[Neuroscience] DHEA and "neuroprotection"

James Michael Howard jmhoward at anthropogeny.com
Thu Apr 27 07:18:31 EST 2006



FASEB J. 2006 Mar;20(3):577-9. Epub 2006 Jan 11.

 
G protein-associated, specific membrane binding sites mediate the
neuroprotective effect of dehydroepiandrosterone.

Charalampopoulos I, Alexaki VI, Lazaridis I, Dermitzaki E, Avlonitis N,
Tsatsanis C, Calogeropoulou T, Margioris AN, Castanas E, Gravanis A.

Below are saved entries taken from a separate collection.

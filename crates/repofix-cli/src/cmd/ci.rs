use crate::output::print_json;
use anyhow::Context;
use clap::Subcommand;
use repofix_core::recipes::ci::{finalize, CiOptions};
use repofix_core::github::{protect_branch, token_from_env, ProtectionRequest, DEFAULT_API_BASE};
use repofix_core::{git, RepofixError};
use std::path::Path;

#[derive(Subcommand)]
pub enum CiSubcommand {
    /// Normalize .gitattributes and .gitignore, add the README badge, and
    /// require the CI status check on the protected branch
    Finalize {
        /// Write changes (default is a dry run)
        #[arg(long)]
        apply: bool,

        /// Don't commit the touched files
        #[arg(long)]
        no_commit: bool,

        /// Skip the GitHub branch-protection call
        #[arg(long)]
        no_api: bool,

        /// GitHub owner (default: parsed from remote.origin.url)
        #[arg(long)]
        owner: Option<String>,

        /// GitHub repo (default: parsed from remote.origin.url)
        #[arg(long)]
        repo: Option<String>,

        /// Protected branch
        #[arg(long, default_value = "main")]
        branch: String,

        /// Required status check context
        #[arg(long, default_value = "ci")]
        check: String,
    },
}

pub fn run(root: &Path, sub: CiSubcommand, json: bool) -> anyhow::Result<()> {
    let CiSubcommand::Finalize {
        apply,
        no_commit,
        no_api,
        owner,
        repo,
        branch,
        check,
    } = sub;

    let opts = CiOptions {
        dry_run: !apply,
        commit: !no_commit,
    };
    let report = finalize(root, &opts).context("ci finalize failed")?;

    let mut protected = false;
    if !no_api && apply {
        let (owner, repo) = match (owner, repo) {
            (Some(o), Some(r)) => (o, r),
            _ => git::origin_owner_repo(root).ok_or(RepofixError::UnknownOrigin)?,
        };
        let token = token_from_env()?;
        let req = ProtectionRequest {
            owner,
            repo,
            branch: branch.clone(),
            contexts: vec![check],
        };
        protect_branch(DEFAULT_API_BASE, &token, &req)
            .with_context(|| format!("failed to protect branch {branch}"))?;
        protected = true;
    }

    if json {
        return print_json(&serde_json::json!({
            "dry_run": !apply,
            "actions": report.actions,
            "changed": report.changed_paths,
            "committed": report.committed,
            "protected": protected,
        }));
    }

    let prefix = if apply { "" } else { "[dry] " };
    for action in &report.actions {
        println!("{prefix}{action}");
    }
    if report.committed {
        println!("committed {} file(s)", report.changed_paths.len());
    }
    if protected {
        println!("branch protection set on {branch}");
    } else if !no_api && !apply {
        println!("{prefix}would set branch protection on {branch}");
    }
    Ok(())
}
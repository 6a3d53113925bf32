//! Optional `repofix.yaml` at the target repo root.
//!
//! Everything has a default; a missing file is equivalent to an empty one.

use crate::error::Result;
use crate::paths;
use serde::{Deserialize, Serialize};
use std::path::Path;

#[derive(Debug, Clone, Serialize, Deserialize)]
pub struct Config {
    /// Extra directory names to skip during walks, merged with the built-ins.
    #[serde(default)]
    pub ignore_dirs: Vec<String>,

    /// Override for the reports directory (relative to root).
    #[serde(default = "default_reports_dir")]
    pub reports_dir: String,

    /// Override for the matrix run-log directory (relative to root).
    #[serde(default = "default_test_logs_dir")]
    pub test_logs_dir: String,

    /// `stubs` exits 2 when findings exceed this count (None = only with --fail-on-find).
    #[serde(default)]
    pub stub_threshold: Option<usize>,

    /// Command used by `matrix run` to execute the web test suite.
    #[serde(default = "default_test_command")]
    pub test_command: String,
}

fn default_reports_dir() -> String {
    paths::REPORTS_DIR.to_string()
}

fn default_test_logs_dir() -> String {
    paths::TEST_LOGS_DIR.to_string()
}

fn default_test_command() -> String {
    "pnpm -w vitest run --config web/vitest.config.ts".to_string()
}

impl Default for Config {
    fn default() -> Self {
        Self {
            ignore_dirs: Vec::new(),
            reports_dir: default_reports_dir(),
            test_logs_dir: default_test_logs_dir(),
            stub_threshold: None,
            test_command: default_test_command(),
        }
    }
}

impl Config {
    /// Load `repofix.yaml` from `root`, falling back to defaults when absent.
    pub fn load(root: &Path) -> Result<Self> {
        let path = paths::config_path(root);
        if !path.exists() {
            return Ok(Self::default());
        }
        let content = std::fs::read_to_string(&path)?;
        Ok(serde_yaml::from_str(&content)?)
    }

    /// All directory names to skip during walks.
    pub fn ignore_dirs(&self) -> Vec<&str> {
        let mut dirs: Vec<&str> = paths::IGNORE_DIRS.to_vec();
        dirs.extend(self.ignore_dirs.iter().map(|s| s.as_str()));
        dirs
    }
}

#[cfg(test)]
mod tests {
    use super::*;
    use tempfile::TempDir;

    #[test]
    fn missing_file_gives_defaults() {
        let dir = TempDir::new().unwrap();
        let cfg = Config::load(dir.path()).unwrap();
        assert_eq!(cfg.reports_dir, "tools/reports");
        assert!(cfg.stub_threshold.is_none());
    }

    #[test]
    fn partial_yaml_fills_defaults() {
        let dir = TempDir::new().unwrap();
        std::fs::write(
            dir.path().join("repofix.yaml"),
            "ignore_dirs: [storybook-static]\nstub_threshold: 5\n",
        )
        .unwrap();
        let cfg = Config::load(dir.path()).unwrap();
        assert_eq!(cfg.stub_threshold, Some(5));
        assert!(cfg.ignore_dirs().contains(&"storybook-static"));
        assert!(cfg.ignore_dirs().contains(&"node_modules"));
        assert_eq!(cfg.test_logs_dir, "tools/test-logs");
    }
}
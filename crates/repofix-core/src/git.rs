//! Thin wrappers over the `git` CLI.
//!
//! Mutating subcommands require a clean worktree before touching files, so
//! git history is the real undo path and the sibling backups are belt and
//! braces for partially-applied runs.

use crate::error::{RepofixError, Result};
use std::collections::HashSet;
use std::path::{Path, PathBuf};
use std::process::Command;

fn git_output(root: &Path, args: &[&str]) -> Result<Option<String>> {
    let out = Command::new("git")
        .args(args)
        .current_dir(root)
        .output()
        .map_err(|e| RepofixError::SpawnFailed {
            command: format!("git {}", args.join(" ")),
            source: e,
        })?;
    if !out.status.success() {
        return Ok(None);
    }
    Ok(Some(String::from_utf8_lossy(&out.stdout).into_owned()))
}

/// True when `root` is inside a git worktree.
pub fn is_repo(root: &Path) -> bool {
    matches!(
        git_output(root, &["rev-parse", "--is-inside-work-tree"]),
        Ok(Some(s)) if s.trim() == "true"
    )
}

/// Error unless `git status --porcelain` is empty (or `force` is set).
pub fn ensure_clean(root: &Path, force: bool) -> Result<()> {
    if force {
        return Ok(());
    }
    if !is_repo(root) {
        return Err(RepofixError::NotARepo(root.to_path_buf()));
    }
    let status = git_output(root, &["status", "--porcelain"])?
        .ok_or_else(|| RepofixError::NotARepo(root.to_path_buf()))?;
    if status.trim().is_empty() {
        Ok(())
    } else {
        Err(RepofixError::DirtyWorktree)
    }
}

/// Absolute paths of files changed since `ref_name`, or `None` when git
/// can't answer (not a repo, unknown ref) — callers then scan everything.
pub fn changed_since(root: &Path, ref_name: &str) -> Option<HashSet<PathBuf>> {
    let out = git_output(root, &["diff", "--name-only", ref_name]).ok()??;
    Some(
        out.lines()
            .filter(|l| !l.trim().is_empty())
            .map(|l| root.join(l.trim()))
            .collect(),
    )
}

/// Stage and commit `paths` with `message`. Best-effort: returns false when
/// the commit did not happen (nothing staged, git unavailable).
pub fn commit_paths(root: &Path, paths: &[&str], message: &str) -> Result<bool> {
    let mut add = vec!["add", "--"];
    add.extend(paths);
    if git_output(root, &add)?.is_none() {
        return Ok(false);
    }
    let committed = git_output(root, &["commit", "-m", message])?.is_some();
    Ok(committed)
}

/// Parse `remote.origin.url` into (owner, repo). Handles both
/// `https://github.com/owner/repo.git` and `git@github.com:owner/repo.git`.
pub fn origin_owner_repo(root: &Path) -> Option<(String, String)> {
    let url = git_output(root, &["config", "--get", "remote.origin.url"]).ok()??;
    parse_github_url(url.trim())
}

fn parse_github_url(url: &str) -> Option<(String, String)> {
    let re = github_url_re();
    let caps = re.captures(url)?;
    Some((caps[1].to_string(), caps[2].to_string()))
}

fn github_url_re() -> &'static regex::Regex {
    static RE: std::sync::OnceLock<regex::Regex> = std::sync::OnceLock::new();
    RE.get_or_init(|| {
        regex::Regex::new(r"(?i)github\.com[/:]([^/]+)/([^/.]+)(?:\.git)?$").unwrap()
    })
}

#[cfg(test)]
mod tests {
    use super::*;
    use tempfile::TempDir;

    fn init_repo(dir: &Path) {
        let run = |args: &[&str]| {
            assert!(Command::new("git")
                .args(args)
                .current_dir(dir)
                .output()
                .unwrap()
                .status
                .success());
        };
        run(&["init", "-q"]);
        run(&["config", "user.email", "test@test"]);
        run(&["config", "user.name", "test"]);
    }

    #[test]
    fn parse_https_url() {
        assert_eq!(
            parse_github_url("https://github.com/honorablepanda/careeros.git"),
            Some(("honorablepanda".into(), "careeros".into()))
        );
    }

    #[test]
    fn parse_ssh_url() {
        assert_eq!(
            parse_github_url("git@github.com:owner/repo.git"),
            Some(("owner".into(), "repo".into()))
        );
    }

    #[test]
    fn parse_rejects_non_github() {
        assert!(parse_github_url("https://gitlab.com/owner/repo.git").is_none());
    }

    #[test]
    fn is_repo_distinguishes_worktrees() {
        let dir = TempDir::new().unwrap();
        assert!(!is_repo(dir.path()));
        init_repo(dir.path());
        assert!(is_repo(dir.path()));
    }

    #[test]
    fn ensure_clean_rejects_non_repo() {
        let dir = TempDir::new().unwrap();
        assert!(matches!(
            ensure_clean(dir.path(), false),
            Err(RepofixError::NotARepo(_))
        ));
    }

    #[test]
    fn ensure_clean_force_bypasses() {
        let dir = TempDir::new().unwrap();
        ensure_clean(dir.path(), true).unwrap();
    }

    #[test]
    fn ensure_clean_detects_dirty_tree() {
        let dir = TempDir::new().unwrap();
        init_repo(dir.path());
        std::fs::write(dir.path().join("untracked.ts"), "x").unwrap();
        assert!(matches!(
            ensure_clean(dir.path(), false),
            Err(RepofixError::DirtyWorktree)
        ));
    }
}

Department of Pharmacology, School of Medicine, University of Crete,
Heraklion, Greece.

The neurosteroid dehydroepiandrosterone (DHEA) at 1 nM protects
NMDA-/GABAA-receptor negative neural crest-derived PC12 cells from
apoptosis. We now report that membrane-impermeable DHEA-BSA conjugate
replaces unconjugated DHEA in protecting serum-deprived PC12 cells from
apoptosis (IC50=1.5 nM). Protection involves phosphorylation of the
prosurvival factor Src and induction of the anti-apoptotic protein Bcl-2
and is sensitive to pertussis toxin. Binding assays of [3H]DHEA on isolated
PC12 cell membranes revealed saturation within 30 min and binding of DHEA
with a Kd of 0.9 nM. A similar binding activity was detectable in isolated
membranes from rat hippocampus and from normal human adrenal chromaffin
cells. The presence of DHEA-specific membrane binding sites was confirmed
by flow cytometry and confocal laser microscopy of DHEA-BSA-FITC stained
cells. In contrast to estrogens and progestins, glucocorticoids and
androgens displaced DHEA from its membrane binding sites but with a 10-fold
lower affinity than DHEA (IC50=9.3 and 13.6 nM, respectively). These agents
acted as pure antagonists, blocking the antiapoptotic effect of DHEA as
well as the induction of Bcl-2 proteins and Src kinase activation. In
conclusion, our findings suggest that neural crest-derived cells possess
specific DHEA membrane binding sites coupled to G proteins. Binding to
these sites confers neuroprotection.